# [SOLVED] [BSOD] Windows 7 - UNMOUNTABLE_BOOT_VOLUME



## badgood (Aug 9, 2010)

I've come across a BSOD on my Windows 7 HomePrem OA (not sure if 32 bit or 64). The problem is UNMOUNTABLE_BOOT_VOLUME the stop code is 0x000000ed.
naturally I figure running a simple chkdsk or fixboot will fix thus, but this is my dilemma.
I don't have a recovery disk, but I have made an ISO and burned one onto my CD-R and works fine, but the problem is after I select my language and keyboard language I arrive to the system Recover Options menu. My gateway(nv53) laptop stops reading the disk and cannot even choose the option to progress further on.

I cannot boot into safe mode or any other mode without running into the BSOD. I believe my only option is running the repair utility from a CD. I may be using the wrong bit CD as well, but I have my doubts. Is there any way I can check which bit windows am I using from my laptop(bios perhaps)? I do not have the box or manual to tell me. I just have the stickers on the bottom of the laptop. 
Is there a reason why the cd stops spinning during this process?

Other notes:
I changed the boot sequence in my bios so that it may read my cd drives before the hard drive, that is all I have done.
I've also tried gateway's ALT+F10 method for the recovery and it seems to freeze. I've been staring(not literally) at the "Please wait a moment...." screen for a good 6 minutes.

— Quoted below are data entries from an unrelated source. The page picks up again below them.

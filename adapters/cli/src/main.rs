#![deny(
    unsafe_code,
    missing_docs,
    dead_code,
    unused_results,
    non_snake_case,
    unreachable_pub
)]

//! Command-line adapter that runs Horde Survival headless and reports the
//! outcome of the run.

mod autopilot;

use std::path::PathBuf;

use anyhow::{Context, Result};
use clap::Parser;
use horde_survival_core::{GameConfig, GameMode};
use horde_survival_session::{PlayerInput, Session, Summary};
use tracing::{info, warn};
use tracing_subscriber::EnvFilter;

use autopilot::Autopilot;

const WELCOME_BANNER: &str = "Welcome to Horde Survival.";

/// Runs a scripted Horde Survival session without a window.
#[derive(Debug, Parser)]
#[command(name = "horde-survival", version, about)]
struct Args {
    /// Number of gameplay ticks to simulate (60 per second).
    #[arg(long, default_value_t = 3600)]
    ticks: u64,
    /// TOML file overriding the default tunables.
    #[arg(long, value_name = "PATH")]
    config: Option<PathBuf>,
    /// Seed for enemy spawning, overriding the configuration.
    #[arg(long)]
    seed: Option<u64>,
    /// Keep the run alive when the player's health runs out.
    #[arg(long)]
    god_mode: bool,
}

/// Entry point for the Horde Survival command-line interface.
fn main() -> Result<()> {
    init_tracing();
    let args = Args::parse();
    let config = resolve_config(&args)?;

    let mut session = Session::new(config).context("invalid configuration")?;
    println!("{WELCOME_BANNER}");

    let mut events = Vec::new();
    session.step(
        &PlayerInput {
            start: true,
            ..PlayerInput::default()
        },
        &mut events,
    );

    let mut autopilot = Autopilot;
    for _ in 0..args.ticks {
        if session.summary().mode != GameMode::Gameplay {
            break;
        }
        let input = autopilot.input(session.world());
        events.clear();
        session.step(&input, &mut events);
    }

    print_summary(&session.summary());
    Ok(())
}

fn init_tracing() {
    let filter = EnvFilter::try_from_default_env().unwrap_or_else(|_| EnvFilter::new("warn"));
    tracing_subscriber::fmt()
        .with_env_filter(filter)
        .with_target(false)
        .with_writer(std::io::stderr)
        .compact()
        .init();
}

fn resolve_config(args: &Args) -> Result<GameConfig> {
    let mut config = match &args.config {
        Some(path) => GameConfig::load(path)
            .with_context(|| format!("loading configuration from {}", path.display()))?,
        None => GameConfig::default(),
    };

    if let Some(seed) = args.seed {
        config.spawning.seed = seed;
    }
    if args.god_mode {
        config.cheats.god_mode = true;
    }
    if config.cheats.god_mode {
        info!("god mode enabled");
    }
    if args.ticks == 0 {
        warn!("--ticks 0 requested; the run ends before it starts");
    }
    Ok(config)
}

fn print_summary(summary: &Summary) {
    let progress = summary.progress;
    let seconds = progress.seconds_survived();
    println!("mode: {:?}", summary.mode);
    println!(
        "time survived: {:02}:{:02}",
        (seconds / 60) % 60,
        seconds % 60
    );
    println!("ticks: {}", progress.ticks);
    println!("score: {}", progress.score);
    println!("level: {}", progress.level);
    println!("kills: {}", progress.kills);
    println!("health: {}", summary.health);
    println!("enemies alive: {}", summary.enemies);
    println!("flow field rebuilds: {}", summary.rebuilds);
}
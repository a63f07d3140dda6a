//! Scripted stand-in for a human player when running headless.

use glam::Vec2;
use horde_survival_core::EnemyView;
use horde_survival_session::PlayerInput;
use horde_survival_world::{query, World};

/// Enemies closer than this make the autopilot flee.
const DANGER_RADIUS: f32 = 120.0;
/// Distance from the arena centre the autopilot tolerates before heading back.
const LEASH: f32 = 200.0;

/// Flees the nearest threatening enemy and otherwise drifts back toward the
/// centre of the grid.
#[derive(Debug, Default)]
pub(crate) struct Autopilot;

impl Autopilot {
    pub(crate) fn input(&mut self, world: &World) -> PlayerInput {
        let player = query::player(world).position;
        let geometry = query::grid(world).geometry();
        let center = geometry.origin() + Vec2::splat(geometry.world_extent() * 0.5);

        PlayerInput {
            heading: steer(player, center, &query::enemy_view(world)),
            start: false,
        }
    }
}

fn steer(player: Vec2, center: Vec2, enemies: &EnemyView) -> Vec2 {
    let nearest = enemies
        .iter()
        .map(|enemy| enemy.position)
        .filter(|position| position.distance(player) < DANGER_RADIUS)
        .min_by(|a, b| a.distance(player).total_cmp(&b.distance(player)));

    if let Some(threat) = nearest {
        return (player - threat).normalize_or_zero();
    }
    if player.distance(center) > LEASH {
        return (center - player).normalize_or_zero();
    }
    Vec2::ZERO
}
// Shared test helpers for integration tests.
// Used by cli_contract.rs and cli_flows.rs.
#![allow(dead_code)]

use std::fs;
use std::path::{Path, PathBuf};
use std::process::Command;

pub fn binary_path() -> PathBuf {
    let path = PathBuf::from(env!("CARGO_BIN_EXE_claude-settings-merge"));
    assert!(path.exists(), "binary not found at {}", path.display());
    path
}

/// Runs the binary from `cwd` with the given args.
/// Returns (stdout, stderr, exit_code).
pub fn run_merge(cwd: &Path, args: &[&str]) -> (String, String, i32) {
    let output = Command::new(binary_path())
        .current_dir(cwd)
        .args(args)
        .output()
        .expect("failed to execute binary");

    let stdout = String::from_utf8(output.stdout).expect("stdout not valid UTF-8");
    let stderr = String::from_utf8(output.stderr).expect("stderr not valid UTF-8");
    let exit_code = output.status.code().unwrap_or(-1);
    (stdout, stderr, exit_code)
}

/// Runs the binary against `root`, writing to `output`.
/// The working directory is the parent of `root`, which need not exist itself.
pub fn run_merge_into(root: &Path, output: &Path, extra_args: &[&str]) -> (String, String, i32) {
    let cwd = root.parent().expect("root must have a parent");
    let mut args = vec![root.to_str().unwrap(), "-o", output.to_str().unwrap()];
    args.extend_from_slice(extra_args);
    run_merge(cwd, &args)
}

/// Writes `<root>/<project>/.claude/settings.local.json` and returns its path.
pub fn write_local_settings(root: &Path, project: &str, content: &str) -> PathBuf {
    let dir = root.join(project).join(".claude");
    fs::create_dir_all(&dir).expect("failed to create .claude dir");
    let path = dir.join("settings.local.json");
    fs::write(&path, content).expect("failed to write settings");
    path
}

/// A local settings document with the given allow list.
pub fn allow_json(allow: &[&str]) -> String {
    serde_json::json!({ "permissions": { "allow": allow } }).to_string()
}

pub fn read_json(path: &Path) -> serde_json::Value {
    let text = fs::read_to_string(path)
        .unwrap_or_else(|e| panic!("failed to read {}: {e}", path.display()));
    serde_json::from_str(&text).expect("output should be valid JSON")
}
//! Reading `permissions.allow` from one local settings file.

use std::path::{Path, PathBuf};

use serde::Deserialize;
use serde_json::Value;
use tracing::warn;

use crate::domain::{Permission, PermissionSet};

/// Why a local settings file contributed nothing.
#[derive(Debug, thiserror::Error)]
pub enum ExtractError {
    #[error("error reading {}: {source}", .path.display())]
    Read {
        path: PathBuf,
        #[source]
        source: std::io::Error,
    },
    #[error("error parsing JSON in {}: {source}", .path.display())]
    Parse {
        path: PathBuf,
        #[source]
        source: serde_json::Error,
    },
    #[error("unexpected settings layout in {}: {source}", .path.display())]
    Shape {
        path: PathBuf,
        #[source]
        source: serde_json::Error,
    },
}

/// The subset of a local settings document this tool reads.
///
/// `allow` entries stay as raw values so a single non-string entry does not
/// discard the rest of the list.
#[derive(Debug, Default, Deserialize)]
struct LocalSettings {
    #[serde(default)]
    permissions: LocalPermissions,
}

#[derive(Debug, Default, Deserialize)]
struct LocalPermissions {
    #[serde(default)]
    allow: Vec<Value>,
}

/// Read `permissions.allow` from a local settings file.
///
/// A missing `permissions` object or `allow` list yields an empty set.
/// Non-string entries inside `allow` are skipped with a warning.
pub fn read_allow_permissions(path: &Path) -> Result<PermissionSet, ExtractError> {
    let content = std::fs::read_to_string(path).map_err(|source| ExtractError::Read {
        path: path.to_path_buf(),
        source,
    })?;

    let value: Value = serde_json::from_str(&content).map_err(|source| ExtractError::Parse {
        path: path.to_path_buf(),
        source,
    })?;

    let settings: LocalSettings =
        serde_json::from_value(value).map_err(|source| ExtractError::Shape {
            path: path.to_path_buf(),
            source,
        })?;

    Ok(collect_strings(path, settings.permissions.allow))
}

/// Like [`read_allow_permissions`], but a failing file contributes nothing.
///
/// The failure is reported as a warning naming the file; the run continues.
pub fn extract_allow_permissions(path: &Path) -> PermissionSet {
    match read_allow_permissions(path) {
        Ok(permissions) => permissions,
        Err(e) => {
            warn!("{e}");
            PermissionSet::new()
        }
    }
}

fn collect_strings(path: &Path, entries: Vec<Value>) -> PermissionSet {
    entries
        .into_iter()
        .filter_map(|entry| match entry {
            Value::String(s) => Some(Permission::new(s)),
            other => {
                warn!(
                    path = %path.display(),
                    entry = %other,
                    "skipping non-string allow entry"
                );
                None
            }
        })
        .collect()
}
use std::io::IsTerminal;

use tracing::Level;

/// Install the stderr diagnostics subscriber.
///
/// Warnings only by default; `verbose` also shows debug detail. The user
/// report goes to stdout separately, so diagnostics carry no timestamps or
/// targets. Calling this twice keeps the first subscriber.
pub fn init(verbose: bool) {
    let level = if verbose { Level::DEBUG } else { Level::WARN };

    let _ = tracing_subscriber::fmt()
        .with_writer(std::io::stderr)
        .with_max_level(level)
        .with_ansi(std::io::stderr().is_terminal())
        .with_target(false)
        .without_time()
        .try_init();
}
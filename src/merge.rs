//! Union of allow lists across discovered settings files.

use std::path::{Path, PathBuf};

use crate::domain::{display_path, PermissionSet};
use crate::extract::extract_allow_permissions;

/// One input file that contributed at least one permission.
#[derive(Debug, Clone, PartialEq, Eq)]
pub struct SourceReport {
    /// Path relative to the search root, or absolute when outside it.
    pub display_path: String,
    /// Distinct permissions found in this file.
    pub count: usize,
}

/// Result of merging every discovered file.
#[derive(Debug, Default)]
pub struct MergeReport {
    /// Files with a non-empty allow list, in input order.
    pub sources: Vec<SourceReport>,
    pub permissions: PermissionSet,
}

/// Extract and union the allow lists of `files`.
///
/// Files that fail to read or parse contribute nothing (see
/// [`extract_allow_permissions`]). Files with an empty allow list are not
/// listed in [`MergeReport::sources`].
pub fn merge_permissions(files: &[PathBuf], root: &Path) -> MergeReport {
    let mut report = MergeReport::default();

    for file in files {
        let permissions = extract_allow_permissions(file);
        if permissions.is_empty() {
            continue;
        }

        report.sources.push(SourceReport {
            display_path: display_path(file, root),
            count: permissions.len(),
        });
        report.permissions.extend_from(&permissions);
    }

    report
}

edit: did some digging and found out the OS is 64 bit. Gonna burn the 64 bit recover disk and see how this turns out.


----------



## DT Roberts (Jun 22, 2009)

*Re: [BSOD] Windows 7 - UNMOUNTABLE_BOOT_VOLUME*

Hello and welcome to TSF.

I've never seen that one before... More info about 0xED: http://msdn.microsoft.com/en-us/library/ff560355(VS.85).aspx

I assume that the hard drive shows up in the BIOS. If you can't get the *chkdsk* to work from there, there are other ways to run it. From the *Install* screen that you mentioned earlier, press *Shift+F10* to open a command prompt. You can run it from there by just using *chkdsk C: /r /f* (assuming that Windows recognizes it as being the C: drive, if not I'm not sure how to find out what letter is assigned to it other than trial and error). If that still doesn't work, you can try *NTFS4DOS*: http://www.bootdisk.com/ntfs.htm

EDIT: I do remember how to figure out the volume letter if it's not C:. In the command prompt, type *diskpart* then *list volume*. It'll show all of the partitions that it can find on the hard drive.


----------



## badgood (Aug 9, 2010)

*Re: [BSOD] Windows 7 - UNMOUNTABLE_BOOT_VOLUME*

Thanks for the welcome!
I burned me a copy for the 64 bit OS recovery disk, but the same problem occurs as the cd stops spinning on the second part to continue. (which strikes me odd:normal
-Yes. The hard drive is recognized and is displayed on the bios menu.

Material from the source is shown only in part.